[Items listed in a dataset]
+ + +

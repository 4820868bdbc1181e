//! Harvest command: discovery page to query file.

use crate::config::Config;
use crate::error::Result;
use crate::harvest::{self, ChromeSession, HarvestReport, HarvestSettings, TrackSelectors};

use super::HarvestArgs;

/// Grow the discovery page in a headless browser and write the query file
pub fn cmd_harvest(config: &Config, args: &HarvestArgs) -> Result<()> {
    let source = &config.source;
    let selectors = TrackSelectors::parse(
        &source.row_selector,
        &source.title_selector,
        &source.artist_selector,
    )?;

    let mut growth = config.harvest.growth_settings();
    if let Some(stall_limit) = args.stall_limit {
        growth.stall_limit = stall_limit;
    }
    if let Some(max_iterations) = args.max_iterations {
        growth.max_iterations = max_iterations;
    }

    let mut browser = config.harvest.browser_settings();
    if args.show_browser {
        browser.headless = false;
    }

    let settings = HarvestSettings {
        url: args.url.clone().unwrap_or_else(|| source.url.clone()),
        growth,
        max_records: args.max_records.unwrap_or(config.harvest.max_records),
        output: args
            .output
            .clone()
            .unwrap_or_else(|| config.harvest.output.clone()),
    };
    tracing::info!(
        url = %settings.url,
        stall_limit = settings.growth.stall_limit,
        max_iterations = settings.growth.max_iterations,
        "Harvesting tracks"
    );

    let mut report = HarvestReport::default();
    // The session is dropped inside the closure, so the browser is gone
    // before the summary is logged, whatever the outcome.
    let result = (|| {
        let mut session = ChromeSession::launch(&browser)?;
        harvest::run(&mut session, &selectors, &settings, &mut report)
    })();
    report.log_summary();
    let queries = result?;

    if args.stdout {
        for query in &queries {
            println!("{query}");
        }
    }
    Ok(())
}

+ + +

Above are the entries; copy out every line among them that contains the word "page".

//! Harvest command: discovery page to query file.
/// Grow the discovery page in a headless browser and write the query file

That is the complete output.